Elisabeth Mahoney in The Guardian was critical of the second series. While praising the discussion between the guests as, "funny and flowing, and quite endearingly quirky", she found that the programme "fizzled away when it reached what ought to have been its crux: the donation of kooky items to the imaginary museum. Instead, we had a reminder of what they were, and then a sudden ending that was both limp and abrupt."

After appearing on the show in series 6, Richard Herring wrote on his blog: "What a delightful and fascinating programme this is (and one that I think might benefit from an extended podcast release – two hours of material is recorded for the 27-minute show and it's pretty much all gold!). At times I was so enjoying listening to the others talking that I almost forgot that I was meant to be taking part. It was a wide-ranging discussion taking in ants on stilts, pianists with crippling, mechanical little fingers, the changing meridian and okapi sex (can you guess what I contributed?). The show has a dedicated team of nerds behind it who have dug out amazing facts and I love the way it has a panel comprising comedians, scientists and experts and attempts to link each contribution to similar areas of the different disciplines.

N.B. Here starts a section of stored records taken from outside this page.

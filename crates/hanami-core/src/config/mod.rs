//! Application configuration schemas.
//!
//! All configuration structs are deserialized from TOML files via the
//! `config` crate. Each sub-module represents a logical configuration
//! section.

pub mod app;
pub mod auth;
pub mod logging;

use serde::{Deserialize, Serialize};

use self::app::ServerConfig;
use self::auth::AuthConfig;
use self::logging::LoggingConfig;

use crate::error::AppError;

/// Root application configuration.
///
/// This struct is the top-level deserialization target for the merged
/// TOML configuration files (default.toml + environment overlay).
#[derive(Debug, Clone, Serialize, Deserialize)]
pub struct AppConfig {
    /// HTTP server settings.
    pub server: ServerConfig,
    /// Database connection settings.
    pub database: DatabaseConfig,
    /// Authentication settings.
    pub auth: AuthConfig,
    /// Logging settings.
    pub logging: LoggingConfig,
}

/// Database connection pool configuration.
#[derive(Debug, Clone, Serialize, Deserialize)]
pub struct DatabaseConfig {
    /// PostgreSQL connection URL.
    pub url: String,
    /// Maximum number of connections in the pool.
    #[serde(default = "default_max_connections")]
    pub max_connections: u32,
    /// Minimum number of connections in the pool.
    #[serde(default = "default_min_connections")]
    pub min_connections: u32,
    /// Connection timeout in seconds.
    #[serde(default = "default_connect_timeout")]
    pub connect_timeout_seconds: u64,
    /// Idle connection timeout in seconds.
    #[serde(default = "default_idle_timeout")]
    pub idle_timeout_seconds: u64,
}

impl AppConfig {
    /// Load configuration from TOML files.
    ///
    /// Merges the default configuration with an environment-specific overlay
    /// and environment variables prefixed with `HANAMI_`. The JWT signing
    /// secret is expected to arrive through `HANAMI_AUTH__JWT_SECRET` in
    /// real deployments.
    pub fn load(env: &str) -> Result<Self, AppError> {
        let config = config::Config::builder()
            .add_source(config::File::with_name("config/default").required(false))
            .add_source(config::File::with_name(&format!("config/{env}")).required(false))
            .add_source(
                config::Environment::with_prefix("HANAMI")
                    .separator("__")
                    .try_parsing(true),
            )
            .build()
            .map_err(|e| AppError::configuration(format!("Failed to build config: {e}")))?;

        config
            .try_deserialize()
            .map_err(|e| AppError::configuration(format!("Failed to deserialize config: {e}")))
    }
}

fn default_max_connections() -> u32 {
    20
}

fn default_min_connections() -> u32 {
    5
}

fn default_connect_timeout() -> u64 {
    10
}

fn default_idle_timeout() -> u64 {
    300
}
//! Logging configuration.

use serde::{Deserialize, Serialize};

/// Logging and tracing configuration.
#[derive(Debug, Clone, Serialize, Deserialize)]
pub struct LoggingConfig {
    /// Log level: `"trace"`, `"debug"`, `"info"`, `"warn"`, `"error"`.
    #[serde(default = "default_level")]
    pub level: String,
    /// Log format: `"json"` or `"pretty"`.
    #[serde(default = "default_format")]
    pub format: String,
}

impl Default for LoggingConfig {
    fn default() -> Self {
        Self {
            level: default_level(),
            format: default_format(),
        }
    }
}

fn default_level() -> String {
    "info".to_string()
}

fn default_format() -> String {
    "json".to_string()
}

While most TV panel shows (including to some extent even QI) gravitate to putting in the same well-known comedy faces, you get a lot more interesting stuff by mixing it up a bit. The zoologist, Dr Christofer Clemente, came up with the funniest lines of the show. But would they book him on Mock The Week? It's intelligent and stimulating programming that is increasingly being edged out of TV and even radio, leaving a gaping open goal for independent internet productions to score in. I discussed this with one of the razor-minded team after the show. The TV companies insist on getting big names into all shows, which takes up all the budget and seems to ignore the fact that the pool of possible contributors gets smaller and more boring. But glad that a few shows designed to expand the mind rather than crush the spirit still exist."

On 13 September 2016, The Museum of Curiosity won the Rose d'Or in the radio talk show category.